▶ _REQUIREMENT_: Below is a listing; restate from it, character for character, the lines beginning at the line holding "machine.fund_house(credits(args.house))?;" and ending at the line holding "let mut unsettled = 0;", both included.

#####

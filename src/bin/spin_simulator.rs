//! Spin simulator
//!
//! Drives spins for a set of players through the in-process VRF oracle and
//! reports player and game statistics once every spin has settled.

use chrono::Utc;
use clap::Parser;
use rand::{rngs::StdRng, Rng, SeedableRng};
use reelvault::{
    common::types::current_timestamp_secs,
    payouts::{MAX_REELS, MIN_REELS},
    Amount, SlotConfig, SlotMachineFactory, SlotResult, SpinStatus, StaticPriceFeed, CREDIT_UNIT,
};
use std::{
    collections::BTreeMap,
    sync::Arc,
    time::{Duration, Instant},
};
use tracing::{info, warn};
use tracing_subscriber::EnvFilter;

#[derive(Parser)]
#[command(name = "spin_simulator")]
#[command(about = "Simulate players spinning against an in-memory slot machine")]
struct Args {
    /// Total spins to place
    #[arg(short, long, default_value = "1000")]
    spins: usize,

    /// Number of players
    #[arg(short, long, default_value = "10")]
    players: usize,

    /// Fixed reel count; random in [3, 7] when absent
    #[arg(short, long)]
    reels: Option<u8>,

    /// Whole credits deposited per player
    #[arg(long, default_value = "1000")]
    deposit: u64,

    /// Whole credits seeded into the house bankroll
    #[arg(long, default_value = "100000")]
    house: u64,

    /// Whole credits seeded into the prize pool
    #[arg(long, default_value = "1000")]
    prize_pool: u64,

    /// Seed for player and reel-count selection
    #[arg(long, default_value = "7")]
    seed: u64,
}

fn credits(whole: u64) -> Amount {
    whole as Amount * CREDIT_UNIT
}

fn fmt_credits(amount: Amount) -> String {
    format!("{:.4}", amount as f64 / CREDIT_UNIT as f64)
}

#[tokio::main]
async fn main() -> SlotResult<()> {
    tracing_subscriber::fmt()
        .with_env_filter(EnvFilter::try_from_default_env().unwrap_or_else(|_| "reelvault=warn,spin_simulator=info".into()))
        .init();

    let args = Args::parse();
    let feed = Arc::new(StaticPriceFeed::with_prices(2_500, 15, current_timestamp_secs()));
    let handle = SlotMachineFactory::create(SlotConfig::testing(), feed).await?;
    let machine = handle.machine();

    let players: Vec<String> = (0..args.players.max(1)).map(|i| format!("player-{:03}", i)).collect();
    for player in &players {
        machine.deposit(player, credits(args.deposit))?;
    }
    if args.house > 0 {
        machine.fund_house(credits(args.house))?;
    }
    if args.prize_pool > 0 {
        machine.fund_prize_pool(credits(args.prize_pool))?;
    }

    info!(
        spins = args.spins,
        players = players.len(),
        started_at = %Utc::now().to_rfc3339(),
        "Simulation started"
    );

    let mut rng = StdRng::seed_from_u64(args.seed);
    let started = Instant::now();
    let mut refused: BTreeMap<&'static str, usize> = BTreeMap::new();
    let mut placed = Vec::with_capacity(args.spins);

    for _ in 0..args.spins {
        let player = &players[rng.gen_range(0..players.len())];
        let reels = args.reels.unwrap_or_else(|| rng.gen_range(MIN_REELS..=MAX_REELS));

        match machine.spin(player, reels, credits(args.deposit)) {
            Ok(id) => placed.push(id),
            Err(e) => *refused.entry(e.kind().as_str()).or_insert(0) += 1,
        }
    }

    let mut unsettled = 0;
    for id in &placed {
        let result = machine.wait_for_result(*id, Duration::from_secs(10)).await?;
        if result.status != SpinStatus::Settled {
            unsettled += 1;
        }
    }
    if unsettled > 0 {
        warn!(unsettled, "Spins still unsettled after waiting");
    }

    let elapsed = started.elapsed();
    let stats = machine.stats();

    println!("Spins placed: {} in {:.2?} ({:.0}/s)", placed.len(), elapsed, placed.len() as f64 / elapsed.as_secs_f64().max(1e-9));
    for (kind, count) in &refused {
        println!("  refused {:<24} {}", kind, count);
    }
    println!("Settled: {}", stats.game.settled_spins);
    println!("Wagered: {}", fmt_credits(stats.game.total_wagered));
    println!("Paid: {}", fmt_credits(stats.game.total_paid));
    println!("Shortfall: {}", fmt_credits(stats.game.total_shortfall));
    if stats.game.total_wagered > 0 {
        println!("Return to player: {:.2}%", stats.game.total_paid as f64 / stats.game.total_wagered as f64 * 100.0);
    }
    println!("Prize pool: {}", fmt_credits(stats.prize_pool));
    println!("House bankroll: {}", fmt_credits(stats.house_bankroll));
    println!("Conserved: {}", stats.conserved);

    println!("\nTiers:");
    for (tier, count) in &stats.game.tier_counts {
        println!("  {:<14} {:>8} ({:.2}%)", tier.name(), count, *count as f64 / stats.game.settled_spins.max(1) as f64 * 100.0);
    }

    println!("\nPlayers:");
    for player in &players {
        let player_stats = machine.player_stats(player);
        println!(
            "  {}  balance {:>14}  spins {:>5}  wagered {:>12}  won {:>12}  jackpots {}",
            player,
            fmt_credits(machine.balance(player)),
            player_stats.total_spins,
            fmt_credits(player_stats.total_wagered),
            fmt_credits(player_stats.total_won),
            player_stats.jackpots_won
        );
    }

    Ok(())
}
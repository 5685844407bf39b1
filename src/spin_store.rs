//! Persistent spin records and ledger accounts.
//!
//! Key layout:
//! - `spin:request:<id be>`            JSON [`SpinRecord`]
//! - `ledger:balance:<player>`         u128 big-endian
//! - `ledger:stats:<player>`           JSON [`PlayerStats`]
//! - `ledger:house`, `ledger:prize_pool` u128 big-endian
//! - `ledger:game_stats`               JSON [`GameStats`]

use crate::common::types::{Amount, RequestId};
use crate::errors::{SlotResult, StorageError};
use crate::settlement::{GameStats, LedgerDelta, LedgerSnapshot, PlayerStats};
use crate::spins::SpinRecord;
use crate::storage::{KvStore, StoreBatch};

const SPIN_RECORD_PREFIX: &[u8] = b"spin:request:";
const BALANCE_PREFIX: &[u8] = b"ledger:balance:";
const PLAYER_STATS_PREFIX: &[u8] = b"ledger:stats:";
const HOUSE_KEY: &[u8] = b"ledger:house";
const PRIZE_POOL_KEY: &[u8] = b"ledger:prize_pool";
const GAME_STATS_KEY: &[u8] = b"ledger:game_stats";

/// Everything needed to rebuild a slot machine
#[derive(Debug, Clone, Default)]
pub struct PersistedState {
    pub records: Vec<SpinRecord>,
    pub ledger: LedgerSnapshot,
}

impl PersistedState {
    pub fn max_request_id(&self) -> Option<RequestId> {
        self.records.iter().map(|r| r.request_id).max()
    }
}

fn spin_record_key(request_id: RequestId) -> Vec<u8> {
    let mut key = Vec::with_capacity(SPIN_RECORD_PREFIX.len() + 8);
    key.extend_from_slice(SPIN_RECORD_PREFIX);
    key.extend_from_slice(&request_id.to_be_bytes());
    key
}

fn prefixed(prefix: &[u8], player: &str) -> Vec<u8> {
    let mut key = Vec::with_capacity(prefix.len() + player.len());
    key.extend_from_slice(prefix);
    key.extend_from_slice(player.as_bytes());
    key
}

fn encode_amount(amount: Amount) -> Vec<u8> {
    amount.to_be_bytes().to_vec()
}

fn decode_amount(key: &[u8], bytes: &[u8]) -> SlotResult<Amount> {
    let array: [u8; 16] = bytes.try_into().map_err(|_| {
        StorageError::CorruptedData(format!(
            "amount under {} has {} bytes",
            String::from_utf8_lossy(key),
            bytes.len()
        ))
    })?;
    Ok(Amount::from_be_bytes(array))
}

fn player_suffix(prefix: &[u8], key: &[u8]) -> SlotResult<String> {
    String::from_utf8(key[prefix.len()..].to_vec())
        .map_err(|e| StorageError::CorruptedData(format!("player id is not utf-8: {}", e)).into())
}

/// Stage a spin record
pub fn put_spin_record(batch: &mut StoreBatch, record: &SpinRecord) -> SlotResult<()> {
    let bytes = serde_json::to_vec(record).map_err(|e| {
        StorageError::WriteFailed(format!(
            "Failed to encode spin record {}: {}",
            record.request_id, e
        ))
    })?;
    batch.put(spin_record_key(record.request_id), bytes);
    Ok(())
}

/// Stage every account a ledger delta touches
pub fn put_ledger_delta(batch: &mut StoreBatch, delta: &LedgerDelta) -> SlotResult<()> {
    for (player, balance) in &delta.balances {
        batch.put(prefixed(BALANCE_PREFIX, player), encode_amount(*balance));
    }
    for (player, stats) in &delta.player_stats {
        let bytes = serde_json::to_vec(stats).map_err(|e| {
            StorageError::WriteFailed(format!("Failed to encode stats for {}: {}", player, e))
        })?;
        batch.put(prefixed(PLAYER_STATS_PREFIX, player), bytes);
    }
    if let Some(house) = delta.house {
        batch.put(HOUSE_KEY.to_vec(), encode_amount(house));
    }
    if let Some(pool) = delta.prize_pool {
        batch.put(PRIZE_POOL_KEY.to_vec(), encode_amount(pool));
    }
    if let Some(ref game_stats) = delta.game_stats {
        let bytes = serde_json::to_vec(game_stats).map_err(|e| {
            StorageError::WriteFailed(format!("Failed to encode game stats: {}", e))
        })?;
        batch.put(GAME_STATS_KEY.to_vec(), bytes);
    }
    Ok(())
}

pub fn load_spin_record(store: &dyn KvStore, request_id: RequestId) -> SlotResult<Option<SpinRecord>> {
    let Some(bytes) = store.get(&spin_record_key(request_id))? else {
        return Ok(None);
    };

    let record = serde_json::from_slice(&bytes).map_err(|e| {
        StorageError::CorruptedData(format!(
            "Failed to decode spin record {}: {}",
            request_id, e
        ))
    })?;
    Ok(Some(record))
}

/// Read back every spin record and ledger account
pub fn load_state(store: &dyn KvStore) -> SlotResult<PersistedState> {
    let mut state = PersistedState::default();

    for (key, bytes) in store.scan_prefix(SPIN_RECORD_PREFIX, usize::MAX)? {
        let record: SpinRecord = serde_json::from_slice(&bytes).map_err(|e| {
            StorageError::CorruptedData(format!(
                "Failed to decode spin record under {}: {}",
                hex::encode(&key),
                e
            ))
        })?;
        state.records.push(record);
    }

    for (key, bytes) in store.scan_prefix(BALANCE_PREFIX, usize::MAX)? {
        let player = player_suffix(BALANCE_PREFIX, &key)?;
        let balance = decode_amount(&key, &bytes)?;
        state.ledger.balances.insert(player, balance);
    }

    for (key, bytes) in store.scan_prefix(PLAYER_STATS_PREFIX, usize::MAX)? {
        let player = player_suffix(PLAYER_STATS_PREFIX, &key)?;
        let stats: PlayerStats = serde_json::from_slice(&bytes)?;
        state.ledger.player_stats.insert(player, stats);
    }

    if let Some(bytes) = store.get(HOUSE_KEY)? {
        state.ledger.house = decode_amount(HOUSE_KEY, &bytes)?;
    }
    if let Some(bytes) = store.get(PRIZE_POOL_KEY)? {
        state.ledger.prize_pool = decode_amount(PRIZE_POOL_KEY, &bytes)?;
    }
    if let Some(bytes) = store.get(GAME_STATS_KEY)? {
        let game_stats: GameStats = serde_json::from_slice(&bytes)?;
        state.ledger.game_stats = game_stats;
    }

    Ok(state)
}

#####

▶ _ANSWER TO THIS PROBLEM_:
        machine.fund_house(credits(args.house))?;
    }
    if args.prize_pool > 0 {
        machine.fund_prize_pool(credits(args.prize_pool))?;
    }

    info!(
        spins = args.spins,
        players = players.len(),
        started_at = %Utc::now().to_rfc3339(),
        "Simulation started"
    );

    let mut rng = StdRng::seed_from_u64(args.seed);
    let started = Instant::now();
    let mut refused: BTreeMap<&'static str, usize> = BTreeMap::new();
    let mut placed = Vec::with_capacity(args.spins);

    for _ in 0..args.spins {
        let player = &players[rng.gen_range(0..players.len())];
        let reels = args.reels.unwrap_or_else(|| rng.gen_range(MIN_REELS..=MAX_REELS));

        match machine.spin(player, reels, credits(args.deposit)) {
            Ok(id) => placed.push(id),
            Err(e) => *refused.entry(e.kind().as_str()).or_insert(0) += 1,
        }
    }

    let mut unsettled = 0;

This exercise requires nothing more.